* [Work instructions] Repeat exactly, and only, the lines from the one containing "to each failure." through the end of the records.

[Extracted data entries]
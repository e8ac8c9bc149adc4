//! The [`Observer`] contract and the optional detach-hook capabilities.

use std::hash::{Hash, Hasher};
use std::rc::Rc;

use crate::error::ObserverError;

/// A callback invoked with the observed subject after it changed.
///
/// `S` is the concrete observable type. Observers are shared as
/// [`SharedObserver<S>`]; an observable tells observers apart by the
/// identity of that shared allocation, never by value.
///
/// Any `Fn(&S) -> Result<(), ObserverError>` closure is an observer.
///
/// # Detach hooks
///
/// An observer that wants to learn it was removed returns a
/// [`DetachHook`] from [`detach_hook`](Observer::detach_hook). The
/// observable calls the hook once, right after removal.
pub trait Observer<S: ?Sized> {
    /// Called once per notification round, in attachment order.
    fn subject_changed(&self, subject: &S) -> Result<(), ObserverError>;

    /// Human-readable name for diagnostics.
    fn name(&self) -> &str {
        std::any::type_name::<Self>()
    }

    /// The detach-hook capability of this observer, if it has one.
    fn detach_hook(&self) -> Option<DetachHook<'_, S>> {
        None
    }
}

impl<S: ?Sized, F> Observer<S> for F
where
    F: Fn(&S) -> Result<(), ObserverError>,
{
    fn subject_changed(&self, subject: &S) -> Result<(), ObserverError> {
        self(subject)
    }
}

/// An observer shared between its owner and the observables it watches.
pub type SharedObserver<S> = Rc<dyn Observer<S>>;

/// Zero-argument detach hook: "you have been detached".
pub trait OnDetached {
    /// Called after the observer was removed from an observable.
    fn detached(&self) -> Result<(), ObserverError>;
}

/// Detach hook that also receives the observable it was removed from.
pub trait OnDetachedFrom<S: ?Sized> {
    /// Called after the observer was removed from `observable`.
    fn detached_from(&self, observable: &S) -> Result<(), ObserverError>;
}

/// The two forms a detach hook may take.
pub enum DetachHook<'a, S: ?Sized> {
    /// Hook that takes no arguments.
    Detached(&'a dyn OnDetached),
    /// Hook that receives the observable.
    DetachedFrom(&'a dyn OnDetachedFrom<S>),
}

impl<S: ?Sized> DetachHook<'_, S> {
    /// Run the hook against the observable the observer was removed from.
    pub fn invoke(&self, observable: &S) -> Result<(), ObserverError> {
        match self {
            Self::Detached(hook) => hook.detached(),
            Self::DetachedFrom(hook) => hook.detached_from(observable),
        }
    }
}

/// A closure observer with an explicit diagnostic name.
///
/// Closures passed directly report their compiler-generated type name;
/// wrap them in `FnObserver` when failures need to be attributed.
pub struct FnObserver<F> {
    name: String,
    callback: F,
}

impl<F> FnObserver<F> {
    /// Wrap `callback` under `name`.
    pub fn new(name: impl Into<String>, callback: F) -> Self {
        Self {
            name: name.into(),
            callback,
        }
    }
}

impl<S: ?Sized, F> Observer<S> for FnObserver<F>
where
    F: Fn(&S) -> Result<(), ObserverError>,
{
    fn subject_changed(&self, subject: &S) -> Result<(), ObserverError> {
        (self.callback)(subject)
    }

    fn name(&self) -> &str {
        &self.name
    }
}

/// Thin address of a shared allocation, used as observer identity.
pub(crate) fn address_of<O: ?Sized>(observer: &Rc<O>) -> usize {
    Rc::as_ptr(observer) as *const () as usize
}

/// Identity-keyed entry of an observer collection.
pub(crate) struct ObserverKey<S: ?Sized>(pub(crate) SharedObserver<S>);

impl<S: ?Sized> ObserverKey<S> {
    fn address(&self) -> usize {
        address_of(&self.0)
    }
}

impl<S: ?Sized> PartialEq for ObserverKey<S> {
    fn eq(&self, other: &Self) -> bool {
        self.address() == other.address()
    }
}

impl<S: ?Sized> Eq for ObserverKey<S> {}

impl<S: ?Sized> Hash for ObserverKey<S> {
    fn hash<H: Hasher>(&self, state: &mut H) {
        self.address().hash(state);
    }
}

/// Lookup key for an [`ObserverKey`] when only the address is at hand.
#[derive(Hash)]
pub(crate) struct Address(pub(crate) usize);

impl<S: ?Sized> indexmap::Equivalent<ObserverKey<S>> for Address {
    fn equivalent(&self, key: &ObserverKey<S>) -> bool {
        self.0 == key.address()
    }
}
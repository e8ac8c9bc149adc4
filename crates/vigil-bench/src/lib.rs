//! Benchmark profiles for the Vigil observer framework.
//!
//! - [`Counter`]: a minimal observable whose every bump notifies.
//! - [`counter_profile`]: a counter with `n` no-op observers attached.
//! - [`serial_spec`]: the sample spec used for sensor serial numbers.

#![forbid(unsafe_code)]
#![deny(rustdoc::broken_intra_doc_links)]

use std::cell::Cell;
use std::rc::Rc;

use vigil_ident::SampleSpec;
use vigil_observe::{
    impl_observable, NotificationPolicy, Observable, ObservableBase, ObservableError,
    ObserverError,
};

/// An observable counter.
pub struct Counter {
    value: Cell<u64>,
    observers: ObservableBase<Counter>,
}

impl Counter {
    /// A zeroed counter using `policy` for notification failures.
    pub fn new(policy: NotificationPolicy<Counter>) -> Self {
        Self {
            value: Cell::new(0),
            observers: ObservableBase::builder().notification_policy(policy).build(),
        }
    }

    /// Current value.
    pub fn value(&self) -> u64 {
        self.value.get()
    }

    /// Increment and run one notification round.
    pub fn bump(&self) -> Result<(), ObservableError> {
        self.value.set(self.value.get() + 1);
        self.observers.notify_observers(self)
    }
}

impl_observable!(Counter => observers);

/// A fail-fast counter with `observers` attached closures that read the
/// value and succeed.
pub fn counter_profile(observers: usize) -> Counter {
    let counter = Counter::new(NotificationPolicy::FailFast);
    for _ in 0..observers {
        counter.attach(Rc::new(|c: &Counter| {
            std::hint::black_box(c.value());
            Ok::<(), ObserverError>(())
        }));
    }
    counter
}

/// A counter whose every observer fails, with `policy` deciding what
/// happens to each failure.
pub fn failing_counter_profile(observers: usize, policy: NotificationPolicy<Counter>) -> Counter {
    let counter = Counter::new(policy);
    for _ in 0..observers {
        counter.attach(Rc::new(|_: &Counter| {
            Err::<(), ObserverError>(ObserverError::failed("bench"))
        }));
    }
    counter
}

/// Three source characters plus three digits.
pub fn serial_spec() -> SampleSpec {
    SampleSpec::builder()
        .source_count(3)
        .filler_count(3)
        .build()
        .expect("non-empty spec")
}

* [Written answer]
/// happens to each failure.
pub fn failing_counter_profile(observers: usize, policy: NotificationPolicy<Counter>) -> Counter {
    let counter = Counter::new(policy);
    for _ in 0..observers {
        counter.attach(Rc::new(|_: &Counter| {
            Err::<(), ObserverError>(ObserverError::failed("bench"))
        }));
    }
    counter
}

/// Three source characters plus three digits.
pub fn serial_spec() -> SampleSpec {
    SampleSpec::builder()
        .source_count(3)
        .filler_count(3)
        .build()
        .expect("non-empty spec")
}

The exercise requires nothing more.